Jeśli nie będzie odwołań, to umowa zostanie podpisana na początku stycznia - poinformował Tadeusz Trzmiel, wiceprezydent Krakowa ds. inwestycji. W tym samym miesiącu Kraków ma podpisać umowy kredytowe na finansowanie Trasy.
Przetarg na zaprojektowanie i budowę Trasy Łagiewnickiej ogłoszono w sierpniu. Najważniejszym kryterium była cena, a dalej wydłużony okres gwarancji.
Według tych wymagań najkorzystniejszą ofertę - cenę 802 mln zł i gwarancję wydłużoną o 48 miesięcy - przedstawiło konsorcjum firm Budimex SA i Ferrovial Agroman SA. I właśnie to polsko-hiszpańskie konsorcjum wygrało przetarg.
Inwestycja będzie zrealizowana przez spółkę w oparciu o kredyty zaciągnięte w Europejskim Banku Inwestycyjnym, Banku Gospodarstwa Krajowego i w Polskich Funduszach Rozwojowych. Kredyty będą spłacane przez 24 lata, począwszy od 2020 roku, kiedy budowa trasy ma się zakończyć. Ich koszt szacuje się na ok. 1,2-1,3 mld zł.
Trasa ma mieć 3,7 km długości i przebiegać od ulicy Grota-Roweckiego do skrzyżowania Witosa, Halszki i Beskidzkiej. Towarzyszyć jej będzie linia tramwajowa do Kurdwanowa. Główny ciąg będzie miał dwie jezdnie, po dwa pasy ruchu w każdą stronę. Na odcinkach między węzłami, tam gdzie planowane jest poprowadzenie komunikacji autobusowej, wprowadzony będzie dodatkowy buspas.

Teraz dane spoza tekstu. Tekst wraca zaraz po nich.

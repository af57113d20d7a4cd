use std::{
    collections::{BTreeMap, HashMap},
    future::Future,
    sync::{Arc, Mutex, MutexGuard},
    time::Duration,
};

use serde::{Deserialize, Serialize};
use tracing::{debug, info, warn};

use super::{
    config::{
        DEFAULT_FAILURE_THRESHOLD, DEFAULT_MONITORING_PERIOD_MS, DEFAULT_RECOVERY_TIMEOUT_MS,
        DEFAULT_SUCCESS_THRESHOLD,
    },
    CircuitOpenError,
};
use crate::{
    events::{EventBus, RecoveryEvent},
    now_timestamp_as_millis_u64,
};

#[derive(Debug, Clone, Copy, PartialEq, Eq, Serialize, Deserialize)]
#[serde(rename_all = "kebab-case")]
pub enum CircuitStatus {
    Closed,
    Open,
    HalfOpen,
}

#[derive(Debug, Clone, PartialEq, Eq)]
pub struct CircuitBreakerConfig {
    pub failure_threshold: u32,
    pub recovery_timeout: Duration,
    /// Failures older than this no longer count towards `failure_threshold`.
    /// A zero duration counts failures forever.
    pub monitoring_period: Duration,
    pub success_threshold: u32,
}

impl Default for CircuitBreakerConfig {
    fn default() -> Self {
        Self {
            failure_threshold: DEFAULT_FAILURE_THRESHOLD,
            recovery_timeout: Duration::from_millis(DEFAULT_RECOVERY_TIMEOUT_MS),
            monitoring_period: Duration::from_millis(DEFAULT_MONITORING_PERIOD_MS),
            success_threshold: DEFAULT_SUCCESS_THRESHOLD,
        }
    }
}

#[derive(Debug, Clone, PartialEq, Eq, Serialize, Deserialize)]
pub struct CircuitBreakerRecord {
    pub status: CircuitStatus,
    pub failures: u32,
    pub successes: u32,
    pub last_failure_time: Option<u64>,
    pub next_attempt_time: Option<u64>,
    /// Start of the current failure counting window.
    pub window_started_at: Option<u64>,
    pub trial_in_flight: bool,
}

impl Default for CircuitBreakerRecord {
    fn default() -> Self {
        Self {
            status: CircuitStatus::Closed,
            failures: 0,
            successes: 0,
            last_failure_time: None,
            next_attempt_time: None,
            window_started_at: None,
            trial_in_flight: false,
        }
    }
}

/// Failure isolation for one named dependency.
///
/// Clones share the same record, so a breaker can be handed to every task that
/// talks to the dependency.
#[derive(Debug, Clone)]
pub struct CircuitBreaker {
    name: Arc<str>,
    config: Arc<CircuitBreakerConfig>,
    record: Arc<Mutex<CircuitBreakerRecord>>,
    events: Option<EventBus>,
}

impl CircuitBreaker {
    pub fn new(name: impl Into<String>, config: CircuitBreakerConfig) -> Self {
        Self {
            name: Arc::from(name.into()),
            config: Arc::new(config),
            record: Arc::new(Mutex::new(CircuitBreakerRecord::default())),
            events: None,
        }
    }

    pub fn with_events(mut self, events: EventBus) -> Self {
        self.events = Some(events);
        self
    }

    pub fn name(&self) -> &str {
        &self.name
    }

    pub fn config(&self) -> &CircuitBreakerConfig {
        &self.config
    }

    pub fn record(&self) -> CircuitBreakerRecord {
        self.lock().clone()
    }

    pub fn status(&self) -> CircuitStatus {
        self.lock().status
    }

    /// Runs `operation` unless the breaker is open.
    ///
    /// A refused call never invokes `operation` and is reported as [`CircuitOpenError`]
    /// converted into the caller's error type.
    pub async fn execute<F, Fut, T, E>(&self, operation: F) -> Result<T, E>
    where
        F: FnOnce() -> Fut,
        Fut: Future<Output = Result<T, E>>,
        E: From<CircuitOpenError>,
    {
        let permit = self.acquire()?;
        let result = operation().await;
        match &result {
            Ok(_) => permit.succeed(),
            Err(_) => permit.fail(),
        }
        result
    }

    /// Forces the breaker closed with all counters zeroed.
    pub fn reset(&self) {
        let previous = {
            let mut record = self.lock();
            let previous = record.status;
            *record = CircuitBreakerRecord::default();
            previous
        };
        info!("Circuit breaker {} reset", self.name);
        if previous != CircuitStatus::Closed {
            self.publish(RecoveryEvent::CircuitClosed {
                breaker: self.name.to_string(),
                timestamp: now_timestamp_as_millis_u64(),
            });
        }
    }

    fn lock(&self) -> MutexGuard<'_, CircuitBreakerRecord> {
        self.record.lock().unwrap_or_else(|e| e.into_inner())
    }

    fn publish(&self, event: RecoveryEvent) {
        if let Some(events) = &self.events {
            events.publish(event);
        }
    }

    fn acquire(&self) -> Result<Permit<'_>, CircuitOpenError> {
        let now = now_timestamp_as_millis_u64();
        let mut record = self.lock();
        let status = record.status;
        match status {
            CircuitStatus::Closed => Ok(Permit::new(self, false)),
            CircuitStatus::Open => {
                let next_attempt_time = record.next_attempt_time.unwrap_or(now);
                if now < next_attempt_time {
                    debug!(
                        "Circuit breaker {} is open, refusing call until {}",
                        self.name, next_attempt_time
                    );
                    return Err(CircuitOpenError {
                        name: self.name.to_string(),
                        next_attempt_time,
                    });
                }
                record.status = CircuitStatus::HalfOpen;
                record.successes = 0;
                record.trial_in_flight = true;
                drop(record);
                debug!("Circuit breaker {} is half-open, admitting a trial call", self.name);
                self.publish(RecoveryEvent::CircuitHalfOpen {
                    breaker: self.name.to_string(),
                    timestamp: now,
                });
                Ok(Permit::new(self, true))
            }
            CircuitStatus::HalfOpen => {
                if record.trial_in_flight {
                    return Err(CircuitOpenError {
                        name: self.name.to_string(),
                        next_attempt_time: record.next_attempt_time.unwrap_or(now),
                    });
                }
                record.trial_in_flight = true;
                Ok(Permit::new(self, true))
            }
        }
    }

    fn on_success(&self, trial: bool) {
        let now = now_timestamp_as_millis_u64();
        let mut record = self.lock();
        if trial {
            record.trial_in_flight = false;
        }
        record.successes = record.successes.saturating_add(1);
        if record.status == CircuitStatus::HalfOpen
            && record.successes >= self.config.success_threshold
        {
            *record = CircuitBreakerRecord::default();
            drop(record);
            info!("Circuit breaker {} closed", self.name);
            self.publish(RecoveryEvent::CircuitClosed {
                breaker: self.name.to_string(),
                timestamp: now,
            });
        }
    }

    fn on_failure(&self, trial: bool) {
        let now = now_timestamp_as_millis_u64();
        let mut record = self.lock();
        if trial {
            record.trial_in_flight = false;
        }
        if record.status == CircuitStatus::Closed {
            let window = self.config.monitoring_period.as_millis() as u64;
            match record.window_started_at {
                Some(started) if window > 0 && now.saturating_sub(started) > window => {
                    record.failures = 0;
                    record.window_started_at = Some(now);
                }
                None => record.window_started_at = Some(now),
                _ => {}
            }
        }
        record.failures = record.failures.saturating_add(1);
        record.successes = 0;
        record.last_failure_time = Some(now);

        let should_open = record.status == CircuitStatus::HalfOpen
            || (record.status == CircuitStatus::Closed
                && record.failures >= self.config.failure_threshold);
        if !should_open {
            return;
        }
        let next_attempt_time = now.saturating_add(self.config.recovery_timeout.as_millis() as u64);
        record.status = CircuitStatus::Open;
        record.next_attempt_time = Some(next_attempt_time);
        let failures = record.failures;
        drop(record);
        warn!(
            "Circuit breaker {} opened after {} failures, next attempt at {}",
            self.name, failures, next_attempt_time
        );
        self.publish(RecoveryEvent::CircuitOpened {
            breaker: self.name.to_string(),
            failures,
            next_attempt_time,
            timestamp: now,
        });
    }
}

/// Admission ticket for one call. Dropping an unsettled trial frees the half-open slot.
struct Permit<'a> {
    breaker: &'a CircuitBreaker,
    trial: bool,
    settled: bool,
}

impl<'a> Permit<'a> {
    fn new(breaker: &'a CircuitBreaker, trial: bool) -> Self {
        Self {
            breaker,
            trial,
            settled: false,
        }
    }

    fn succeed(mut self) {
        self.settled = true;
        self.breaker.on_success(self.trial);
    }

    fn fail(mut self) {
        self.settled = true;
        self.breaker.on_failure(self.trial);
    }
}

impl Drop for Permit<'_> {
    fn drop(&mut self) {
        if self.trial && !self.settled {
            self.breaker.lock().trial_in_flight = false;
        }
    }
}

/// Lazily created breakers keyed by operation name.
#[derive(Debug, Clone)]
pub struct CircuitBreakerRegistry {
    config: CircuitBreakerConfig,
    breakers: Arc<Mutex<HashMap<String, CircuitBreaker>>>,
    events: Option<EventBus>,
}

impl CircuitBreakerRegistry {
    pub fn new(config: CircuitBreakerConfig, events: Option<EventBus>) -> Self {
        Self {
            config,
            breakers: Default::default(),
            events,
        }
    }

    pub fn get_or_create(&self, name: &str) -> CircuitBreaker {
        let mut breakers = self.breakers.lock().unwrap_or_else(|e| e.into_inner());
        breakers
            .entry(name.to_string())
            .or_insert_with(|| {
                debug!("Creating circuit breaker {}", name);
                let breaker = CircuitBreaker::new(name, self.config.clone());
                match &self.events {
                    Some(events) => breaker.with_events(events.clone()),
                    None => breaker,
                }
            })
            .clone()
    }

    pub fn get(&self, name: &str) -> Option<CircuitBreaker> {
        self.breakers
            .lock()
            .unwrap_or_else(|e| e.into_inner())
            .get(name)
            .cloned()
    }

    pub fn snapshot(&self) -> BTreeMap<String, CircuitBreakerRecord> {
        self.breakers
            .lock()
            .unwrap_or_else(|e| e.into_inner())
            .iter()
            .map(|(name, breaker)| (name.clone(), breaker.record()))
            .collect()
    }

    /// Returns false if no breaker with that name has been used yet.
    pub fn reset(&self, name: &str) -> bool {
        match self.get(name) {
            Some(breaker) => {
                breaker.reset();
                true
            }
            None => false,
        }
    }

    pub fn reset_all(&self) {
        let breakers: Vec<_> = self
            .breakers
            .lock()
            .unwrap_or_else(|e| e.into_inner())
            .values()
            .cloned()
            .collect();
        for breaker in breakers {
            breaker.reset();
        }
    }
}
impl RestoreOrchestratorState {
    fn summary(&self) -> RestoreSummary {
        RestoreSummary::from_contexts(self.contexts.values())
    }

    fn snapshot(&self) -> RestoreSnapshot {
        RestoreSnapshot {
            contexts: self.contexts.values().cloned().collect(),
            summary: self.summary(),
            history: self.history.clone(),
        }
    }

    fn load_progress(&mut self) {
        let bytes = match self.storage.get(RESTORE_PROGRESS_KEY) {
            Ok(Some(bytes)) => bytes,
            Ok(None) => return,
            Err(err) => {
                error!("Failed to load restore progress: {}", err);
                return;
            }
        };
        match serde_json::from_slice::<RestoreProgress>(&bytes) {
            Ok(progress) => {
                self.contexts = progress
                    .contexts
                    .into_iter()
                    .map(|context| (context.channel_id(), context))
                    .collect();
                self.history = progress.history;
                info!(
                    "Loaded restore progress of {} channels",
                    self.contexts.len()
                );
            }
            Err(err) => error!("Discarding unreadable restore progress: {}", err),
        }
    }

    fn persist(&self) {
        let progress = RestoreProgress {
            contexts: self.contexts.values().cloned().collect(),
            history: self.history.clone(),
        };
        let result = serde_json::to_vec(&progress)
            .map_err(|err| err.to_string())
            .and_then(|bytes| {
                self.storage
                    .set(RESTORE_PROGRESS_KEY, &bytes)
                    .map_err(|err| err.to_string())
            });
        if let Err(err) = result {
            error!("Failed to persist restore progress: {}", err);
        }
    }

    /// Applies `event` to a context, records the result and starts the entered step.
    fn transition(
        &mut self,
        myself: &ActorRef<RestoreOrchestratorMessage>,
        channel_id: Hash256,
        event: RestoreEvent,
    ) -> Result<(), RestoreError> {
        let context = self
            .contexts
            .get(&channel_id)
            .cloned()
            .ok_or_else(|| RestoreError::Internal(format!("unknown channel {}", channel_id)))?;
        let transition = RestoreStateMachine::apply(context, event)?;
        if !transition.dirty {
            return Ok(());
        }
        let context = transition.context;
        match context.state {
            RestoreState::Failed => warn!(
                "Restore of channel {} failed: {}",
                channel_id,
                context.error.as_deref().unwrap_or("unknown error")
            ),
            state => info!("Restore of channel {} entered {:?}", channel_id, state),
        }
        if context.state.is_terminal() {
            self.history.push(RestoreHistoryEntry::from(&context));
        }
        self.events.publish(RecoveryEvent::RestoreStateChanged {
            channel_id,
            state: context.state,
            error: context.error.clone(),
            timestamp: context.updated_at,
        });
        for action in transition.actions {
            self.run_action(myself, &context, action);
        }
        self.contexts.insert(channel_id, context);
        Ok(())
    }

    fn run_action(
        &self,
        myself: &ActorRef<RestoreOrchestratorMessage>,
        context: &RestoreContext,
        action: RestoreAction,
    ) {
        let channel_id = context.channel_id();
        let attempt = context.attempt;
        let scheduler = self.scheduler.clone();
        let myself = myself.clone();
        debug!("Running {:?} for channel {}", action, channel_id);

        match action {
            RestoreAction::ConnectPeer => {
                let transport = self.transport.clone();
                let peer = context.backup.peer_address();
                let breaker = peer_circuit_breaker(&context.backup);
                crate::tasks::spawn(async move {
                    let result = scheduler
                        .schedule_and_wait(
                            &format!("connect:{}", channel_id),
                            RecoveryPriority::High,
                            Some(breaker.as_str()),
                            move || {
                                let transport = transport.clone();
                                let peer = peer.clone();
                                async move {
                                    Ok::<_, RecoveryError>(transport.connect(&peer).await?)
                                }
                            },
                        )
                        .await
                        .map(|_| RestoreStepResult::Connected);
                    report(&myself, channel_id, attempt, result);
                });
            }
            RestoreAction::RequestClose => {
                let transport = self.transport.clone();
                let breaker = peer_circuit_breaker(&context.backup);
                crate::tasks::spawn(async move {
                    let result = scheduler
                        .schedule_and_wait(
                            &format!("close:{}", channel_id),
                            RecoveryPriority::High,
                            Some(breaker.as_str()),
                            move || {
                                let transport = transport.clone();
                                async move {
                                    Ok::<_, RecoveryError>(transport.request_close(&channel_id).await?)
                                }
                            },
                        )
                        .await
                        .map(RestoreStepResult::CloseRequested);
                    report(&myself, channel_id, attempt, result);
                });
            }
            RestoreAction::AwaitSweep => {
                let Some(closing_txid) = context.closing_txid else {
                    report(
                        &myself,
                        channel_id,
                        attempt,
                        Err(RecoveryError::Other(
                            "no closing transaction to monitor".to_string(),
                        )),
                    );
                    return;
                };
                let watcher = self.sweep_watcher.clone();
                crate::tasks::spawn(async move {
                    let result = scheduler
                        .schedule_and_wait(
                            &format!("sweep:{}", channel_id),
                            RecoveryPriority::Medium,
                            Some(CHAIN_CIRCUIT_BREAKER),
                            move || {
                                let watcher = watcher.clone();
                                async move {
                                    Ok::<_, RecoveryError>(
                                        watcher.sweep_status(&channel_id, &closing_txid).await?,
                                    )
                                }
                            },
                        )
                        .await
                        .map(RestoreStepResult::Sweep);
                    report(&myself, channel_id, attempt, result);
                });
            }
        }
    }

    fn on_step_finished(
        &mut self,
        myself: &ActorRef<RestoreOrchestratorMessage>,
        channel_id: Hash256,
        attempt: u32,
        result: Result<RestoreStepResult, RecoveryError>,
    ) -> Result<(), RestoreError> {
        let Some(context) = self.contexts.get(&channel_id) else {
            debug!("Dropping step result for unknown channel {}", channel_id);
            return Ok(());
        };
        if context.attempt != attempt || context.state.is_terminal() {
            debug!(
                "Dropping stale step result for channel {} (attempt {})",
                channel_id, attempt
            );
            return Ok(());
        }

        let event = match (context.state, result) {
            (_, Err(err)) => RestoreEvent::StepFailed {
                reason: err.to_string(),
            },
            (RestoreState::Connecting, Ok(RestoreStepResult::Connected)) => {
                RestoreEvent::PeerConnected
            }
            (RestoreState::RequestingClose, Ok(RestoreStepResult::CloseRequested(closing_txid))) => {
                RestoreEvent::CloseRequested { closing_txid }
            }
            (RestoreState::Monitoring, Ok(RestoreStepResult::Sweep(SweepStatus::Swept))) => {
                RestoreEvent::Swept
            }
            (RestoreState::Monitoring, Ok(RestoreStepResult::Sweep(status))) => {
                debug!(
                    "Channel {} not swept yet ({:?}), polling again",
                    channel_id, status
                );
                myself.send_after(self.config.sweep_poll_interval(), move || {
                    RestoreOrchestratorMessage::PollSweep {
                        channel_id,
                        attempt,
                    }
                });
                return Ok(());
            }
            (state, Ok(result)) => {
                warn!(
                    "Ignoring step result {:?} for channel {} in state {:?}",
                    result, channel_id, state
                );
                return Ok(());
            }
        };
        self.transition(myself, channel_id, event)?;
        self.persist();
        self.report_finished_if_done();
        Ok(())
    }

    fn report_finished_if_done(&mut self) {
        let summary = self.summary();
        if !summary.is_complete() || self.finish_reported {
            return;
        }
        self.finish_reported = true;
        if summary.is_partial_success() {
            warn!(
                "Restore finished with partial success: {} completed, {} failed",
                summary.completed_channels, summary.failed_channels
            );
        } else {
            info!(
                "Restore finished: {} completed, {} failed",
                summary.completed_channels, summary.failed_channels
            );
        }
        self.events.publish(RecoveryEvent::RestoreFinished {
            summary,
            timestamp: now_timestamp_as_millis_u64(),
        });
    }

    fn start_restore(
        &mut self,
        myself: &ActorRef<RestoreOrchestratorMessage>,
        records: Vec<ChannelBackupRecord>,
    ) -> Result<RestoreSummary, RestoreError> {
        if records.is_empty() {
            return Err(RestoreError::NoChannels);
        }
        if self.summary().pending_channels > 0 {
            return Err(RestoreError::RestoreInProgress);
        }
        let mut seen = HashSet::new();
        for record in &records {
            if !seen.insert(record.channel_id) {
                return Err(RestoreError::DuplicateChannel(record.channel_id));
            }
        }

        info!("Starting restore of {} channels", records.len());
        self.contexts = records
            .into_iter()
            .map(|record| (record.channel_id, RestoreContext::new(record)))
            .collect();
        self.finish_reported = false;
        let channel_ids: Vec<Hash256> = self.contexts.keys().copied().collect();
        for channel_id in channel_ids {
            self.transition(myself, channel_id, RestoreEvent::Start)?;
        }
        self.persist();
        Ok(self.summary())
    }

    fn retry_failed(
        &mut self,
        myself: &ActorRef<RestoreOrchestratorMessage>,
    ) -> Result<Vec<Hash256>, RestoreError> {
        let failed: Vec<Hash256> = self
            .contexts
            .values()
            .filter(|context| context.state == RestoreState::Failed)
            .map(RestoreContext::channel_id)
            .collect();
        if failed.is_empty() {
            return Ok(failed);
        }
        info!("Retrying restore of {} failed channels", failed.len());
        self.finish_reported = false;
        for channel_id in &failed {
            self.transition(myself, *channel_id, RestoreEvent::Retry)?;
            self.transition(myself, *channel_id, RestoreEvent::Start)?;
        }
        self.persist();
        Ok(failed)
    }

    /// Picks up contexts that were mid-flight when the process stopped.
    fn resume(&mut self, myself: &ActorRef<RestoreOrchestratorMessage>) {
        let in_progress: Vec<RestoreContext> = self
            .contexts
            .values()
            .filter(|context| !context.state.is_terminal())
            .cloned()
            .collect();
        if in_progress.is_empty() {
            self.finish_reported = true;
            return;
        }
        info!("Resuming restore of {} channels", in_progress.len());
        for context in in_progress {
            if context.state == RestoreState::Pending {
                if let Err(err) = self.transition(myself, context.channel_id(), RestoreEvent::Start) {
                    error!("Failed to resume channel {}: {}", context.channel_id(), err);
                }
                continue;
            }
            for action in RestoreStateMachine::on_entering(&context) {
                self.run_action(myself, &context, action);
            }
        }
        self.persist();
    }
}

Wczoraj grupa mieszkańców zaapelowała do radnych, aby wycofali poparcie dla Trasy Łagiewnickiej w obecnym kształcie. Uważają, że najpierw powinna powstać Trasa Zwierzyniecka i Pychowicka, które mogą funkcjonować samodzielnie. Mieszkańcy obawiają się, że Trasa Łagiewnicka będzie miała po trzy pasy ruchu w obu kierunkach, zamiast dwóch i stanie się autostradą w centrum miasta.